Closed Economy: Extended IS-LM model (topic 4+5) Flashcards
Focus: what determines output and the interest rate in the short run and what are the roles of fiscal- and monetary policy? Extension of the IS-LM model (explaining what happened during the financial crisis)
What is Y = Z?
The IS relation/equilibrium in the goods market.
How is output determined in the goods market?
Y = 1 / 1 - c1 * (c0 + I + G - c1 * T)
Explain what happens in the goods market when there’s an increase in income.
C will increase -> Y increases.
I will increase -> Y increases.
Movement to the right along the ZZ (demand) line.
Movement to the right along the IS curve.
What can make the IS curve shift?
Changes in G or T.
Increase in G or decrease in T = lower output –> IS shifts left.
Decrease in G or increase in T = higher output –> shifts right.
increase in c0 will also move the curve right.
What is the determinant M?
Nominal money stock (controlled by CB).
What is €Y?
nominal income.
what happens if €Y increases?
Demand for money increases.
What is the relation between money, nominal income and the interest rate?
M = €YL (i)
Write the relation between real money (in terms of goods), real income and the interest rate.
M / P = YL(i)
What does the relation M / P = YL(i) show?
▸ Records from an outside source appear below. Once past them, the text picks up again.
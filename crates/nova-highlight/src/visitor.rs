//! The traversal engine.
//!
//! One pre-order walk over the file in source order. At every node the applicable checks run in a
//! fixed order, split into groups: inside a group, checks after the first one that records an
//! error are skipped. Annotations are the exception and always run every check once the
//! annotation itself resolves.

use nova_hir::{AnnotationId, ClassDeclId, ExprId, ExprKind, MethodDeclId, NodeId, StmtId, StmtKind};

use crate::calls::{check_call, enum_constant_site};
use crate::context::FileContext;
use crate::diagnostic::{Diagnostic, Severity};
use crate::error::{HighlightError, Result};
use crate::holder::HighlightHolder;
use crate::rules::{
    annotations, classes, exceptions, expressions, generics, imports, methods, modifiers, statements,
    unresolved_type, variables,
};

/// Runs each check in turn until one of them records an error.
macro_rules! group {
    ($visitor:ident, $($check:expr),+ $(,)?) => {{
        let errors = $visitor.holder.error_count();
        $(
            if $visitor.holder.error_count() == errors {
                let found = $check;
                $visitor.emit(found)?;
            }
        )+
    }};
}

pub(crate) struct Visitor<'a, 'h> {
    ctx: FileContext<'a>,
    holder: &'h mut HighlightHolder,
}

impl<'a, 'h> Visitor<'a, 'h> {
    pub fn new(ctx: FileContext<'a>, holder: &'h mut HighlightHolder) -> Self {
        Self { ctx, holder }
    }

    pub fn run(mut self) -> Result<()> {
        for root in self.ctx.file.roots() {
            self.visit(root)?;
        }
        Ok(())
    }

    fn emit(&mut self, found: impl IntoIterator<Item = Diagnostic>) -> Result<()> {
        for diagnostic in found {
            if diagnostic.severity == Severity::UncheckedWarning && !self.ctx.config.report_unchecked {
                continue;
            }
            self.holder.add(Some(diagnostic))?;
        }
        Ok(())
    }

    fn poll_cancelled(&self) -> Result<()> {
        if self.ctx.model.is_cancelled() {
            return Err(HighlightError::Cancelled);
        }
        Ok(())
    }

    fn visit(&mut self, node: NodeId) -> Result<()> {
        self.check(node)?;
        self.ctx.path.push(node);
        let result = self
            .ctx
            .file
            .children(node)
            .into_iter()
            .try_for_each(|child| self.visit(child));
        self.ctx.path.pop();
        result
    }

    fn check(&mut self, node: NodeId) -> Result<()> {
        match node {
            NodeId::Import(id) => {
                tracing::trace!(target: "nova.highlight", family = "imports", ?id);
                group!(
                    self,
                    imports::static_import_level(&self.ctx, id),
                    imports::resolution(&self.ctx, id),
                    imports::single_type_conflict(&mut self.ctx, id),
                );
            }
            NodeId::Class(id) => {
                self.poll_cancelled()?;
                self.check_class(id)?;
            }
            NodeId::Method(id) => {
                self.poll_cancelled()?;
                self.check_method(id)?;
            }
            NodeId::Var(id) => {
                tracing::trace!(target: "nova.highlight", family = "variables", ?id);
                group!(
                    self,
                    modifiers::check_var(&self.ctx, id),
                    classes::inner_static_declaration(&self.ctx, node),
                    variables::duplicate(&self.ctx, id),
                    variables::initializer(&self.ctx, id),
                );
            }
            NodeId::Initializer(id) => {
                group!(
                    self,
                    modifiers::check_initializer(&self.ctx, id),
                    classes::inner_static_declaration(&self.ctx, node),
                );
            }
            NodeId::EnumConstant(id) => {
                let range = self.ctx.file.enum_constants[id].name_range;
                group!(
                    self,
                    enum_constant_site(&self.ctx, id).and_then(|site| check_call(&self.ctx, &site)),
                    exceptions::unhandled_at(&self.ctx, node, range),
                );
            }
            NodeId::TypeParam(id) => {
                tracing::trace!(target: "nova.highlight", family = "generics", ?id);
                group!(
                    self,
                    generics::type_parameter_level(&self.ctx, id),
                    generics::duplicate_type_parameter(&self.ctx, id),
                );
            }
            NodeId::TypeRef(id) => {
                group!(
                    self,
                    unresolved_type(&self.ctx, id),
                    generics::type_arguments_level(&self.ctx, id),
                    generics::wildcard_placement(&self.ctx, id),
                    generics::type_arguments(&self.ctx, id),
                );
            }
            NodeId::Annotation(id) => self.check_annotation(id)?,
            NodeId::Stmt(id) => self.check_stmt(id)?,
            NodeId::Expr(id) => self.check_expr(id)?,
        }
        Ok(())
    }

    fn check_class(&mut self, id: ClassDeclId) -> Result<()> {
        tracing::trace!(target: "nova.highlight", family = "classes", ?id);
        let file = self.ctx.file;
        let decl = &file.classes[id];
        if self.ctx.env.class(decl.def).is_none() {
            return Err(HighlightError::MissingDeclaration {
                what: format!("class '{}'", decl.name),
            });
        }
        group!(
            self,
            classes::language_level(&self.ctx, id),
            classes::local_enum(&self.ctx, id),
            generics::class_type_parameters(&self.ctx, id),
            modifiers::check_class(&self.ctx, id),
            classes::inner_static_declaration(&self.ctx, NodeId::Class(id)),
            classes::public_class_file_name(&self.ctx, id),
            classes::duplicate_class(&self.ctx, id),
        );
        let cycle = classes::cyclic_inheritance(&mut self.ctx, id);
        self.emit(cycle)?;
        if !classes::in_reported_cycle(&self.ctx, id) {
            group!(
                self,
                classes::supertype_lists(&self.ctx, id),
                classes::inconsistent_inheritance(&self.ctx, id),
                classes::unrelated_return_types(&self.ctx, id),
                classes::abstract_methods_implemented(&self.ctx, id),
                classes::default_constructor(&self.ctx, id),
            );
        }
        let uninitialized = expressions::uninitialized_finals(&self.ctx, id);
        self.emit(uninitialized)
    }

    fn check_method(&mut self, id: MethodDeclId) -> Result<()> {
        tracing::trace!(target: "nova.highlight", family = "methods", ?id);
        group!(
            self,
            modifiers::check_method(&self.ctx, id),
            classes::inner_static_declaration(&self.ctx, NodeId::Method(id)),
            methods::varargs_level(&self.ctx, id),
            methods::vararg_not_last(&self.ctx, id),
            methods::return_type_required(&self.ctx, id),
            methods::annotation_member_parameters(&self.ctx, id),
            methods::body(&self.ctx, id),
            methods::abstract_in_concrete_class(&self.ctx, id),
            methods::duplicate_method(&self.ctx, id),
            methods::inherited_erasure_clash(&self.ctx, id),
        );
        group!(
            self,
            methods::overrides(&self.ctx, id),
            methods::override_annotation(&self.ctx, id),
        );
        if self.ctx.file.methods[id].is_constructor() {
            group!(
                self,
                methods::recursive_constructor(&self.ctx, id),
                methods::implicit_super_call(&self.ctx, id),
            );
        }
        Ok(())
    }

    fn check_annotation(&mut self, id: AnnotationId) -> Result<()> {
        tracing::trace!(target: "nova.highlight", family = "annotations", ?id);
        if let Some(problem) = annotations::resolution(&self.ctx, id) {
            return self.emit(Some(problem));
        }
        let values = annotations::attribute_values(&self.ctx, id)?;
        self.emit(values)?;
        let missing = annotations::missing_attributes(&self.ctx, id);
        self.emit(missing)?;
        let applicability = annotations::applicability(&self.ctx, id);
        self.emit(applicability)?;
        let duplicate = annotations::duplicate(&self.ctx, id);
        self.emit(duplicate)?;
        let repeated = annotations::repeated_target(&self.ctx, id);
        self.emit(repeated)
    }

    fn check_stmt(&mut self, id: StmtId) -> Result<()> {
        tracing::trace!(target: "nova.highlight", family = "statements", ?id);
        let file = self.ctx.file;
        let stmt = &file.stmts[id];
        let range = stmt.range;
        match stmt.kind {
            StmtKind::Expr(_) => group!(self, statements::expression_statement(&self.ctx, id)),
            StmtKind::If { .. } | StmtKind::While { .. } | StmtKind::DoWhile { .. } | StmtKind::For { .. } => {
                group!(self, statements::condition(&self.ctx, id))
            }
            StmtKind::Foreach { .. } => group!(
                self,
                generics::foreach_level(&self.ctx, id),
                statements::foreach(&self.ctx, id),
            ),
            StmtKind::Switch { .. } => group!(
                self,
                statements::switch_selector(&self.ctx, id),
                statements::duplicate_labels(&self.ctx, id),
            ),
            StmtKind::Case { .. } => group!(
                self,
                statements::case_label(&self.ctx, id),
                statements::case_colon(&self.ctx, id),
            ),
            StmtKind::Break(_) | StmtKind::Continue(_) => group!(self, statements::jump(&self.ctx, id)),
            StmtKind::Labeled { .. } => group!(self, statements::labeled(&self.ctx, id)),
            StmtKind::Return(_) => group!(self, statements::return_statement(&self.ctx, id)),
            StmtKind::Throw(_) => group!(
                self,
                statements::throw_statement(&self.ctx, id),
                exceptions::unhandled_at(&self.ctx, NodeId::Stmt(id), range),
            ),
            StmtKind::Try { .. } => group!(self, exceptions::catch_clauses(&self.ctx, id)),
            StmtKind::Block(_)
            | StmtKind::LocalVars(_)
            | StmtKind::LocalClass(_)
            | StmtKind::Synchronized { .. }
            | StmtKind::Empty => {}
        }
        Ok(())
    }

    fn check_expr(&mut self, id: ExprId) -> Result<()> {
        let file = self.ctx.file;
        let expr = &file.exprs[id];
        let range = expr.range;
        let node = NodeId::Expr(id);
        match expr.kind {
            ExprKind::Name { .. } | ExprKind::FieldAccess { .. } => group!(
                self,
                expressions::reference(&self.ctx, id),
                expressions::reassigned_parameter(&mut self.ctx, id),
            ),
            ExprKind::MethodCall { .. } => group!(
                self,
                expressions::call(&self.ctx, id),
                exceptions::unhandled_at(&self.ctx, node, range),
            ),
            ExprKind::New { .. } => group!(
                self,
                generics::type_parameter_instantiation(&self.ctx, id),
                expressions::instantiation(&self.ctx, id),
                classes::new_enclosing_instance(&self.ctx, id),
                expressions::call(&self.ctx, id),
                exceptions::unhandled_at(&self.ctx, node, range),
            ),
            ExprKind::ConstructorCall { .. } => group!(
                self,
                methods::constructor_call_placement(&self.ctx, id),
                classes::super_enclosing_instance(&self.ctx, id),
                expressions::call(&self.ctx, id),
                exceptions::unhandled_at(&self.ctx, node, range),
            ),
            ExprKind::NewArray { .. } => group!(self, generics::generic_array_creation(&self.ctx, id)),
            ExprKind::ArrayInit(_) => group!(self, expressions::array_initializer(&self.ctx, id)),
            ExprKind::Assign { .. } => group!(
                self,
                expressions::variable_expected(&self.ctx, id),
                expressions::final_assignment(&mut self.ctx, id),
                expressions::operator(&self.ctx, id),
                expressions::assignment_type(&self.ctx, id),
            ),
            ExprKind::Unary { .. } => group!(
                self,
                expressions::variable_expected(&self.ctx, id),
                expressions::final_assignment(&mut self.ctx, id),
                expressions::operator(&self.ctx, id),
            ),
            ExprKind::Binary { .. } => group!(self, expressions::operator(&self.ctx, id)),
            ExprKind::Cast { .. } => group!(self, expressions::cast(&self.ctx, id)),
            ExprKind::InstanceOf { .. } => group!(
                self,
                generics::generic_instanceof(&self.ctx, id),
                expressions::cast(&self.ctx, id),
            ),
            ExprKind::Conditional { .. } => group!(self, expressions::conditional(&self.ctx, id)),
            ExprKind::ArrayAccess { .. } => group!(self, expressions::array_access(&self.ctx, id)),
            ExprKind::This(_) | ExprKind::Super(_) => group!(self, classes::this_reference(&self.ctx, id)),
            ExprKind::Literal(_) | ExprKind::ClassLiteral(_) | ExprKind::Paren(_) => {}
        }
        Ok(())
    }
}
the relation between real money, real income and the interest rate/LM.
nominal / price level = real.
Left side: money supply
Right side: money demand (depends on real income and interest rate)
For a given supply of money an increase in income will lead to increase in interest rate.
(real income increases > Md increases > interest rate must increase so that Md remains = Ms)
Explain the IS-LM model graphically.
Production or income – is measured on the horizontal axis.
The interest rate is measured on the vertical axis.
Any point on the downward sloping IS curve corresponds to equilibrium in the goods market.
Any point on the horizontal LM curve corresponds to equilibrium in financial markets.
Only at point A are both equilibrium conditions satisfied.
That means point A, with the associated level of output Y and interest rate i, is the overall equilibrium – the point at which there is equilibrium in both the goods market and the financial markets.
What are the 3 steps to remember when being asked about changes about effects of policies?
Does it shift the IS curve and/or the LM curve and, if so, how?
What does this do to equilibrium output and the equilibrium interest rate?
Describe the effects in words.
What does the central bank do when implementing an expansionary monetary policy and what are the effects?
Expansionary open market operation = the central bank increases the money supply.
Central bank buys bonds and pays for them by creating money.
when the central bank buys bonds, the demand for bonds go up (and increases their price).
The interest rate on bonds goes down.
What does the central bank do when implementing an contractionary monetary policy and what are the effects?
Contractionary open market operation = the central bank decreases money supply.
Central bank sells bonds and the money received in exchange is removed from the circulation of money.
Prices for bonds are decreased.
Interest rate for bonds goes up.
What is a policy mix?
Using both fiscal and monetary policy.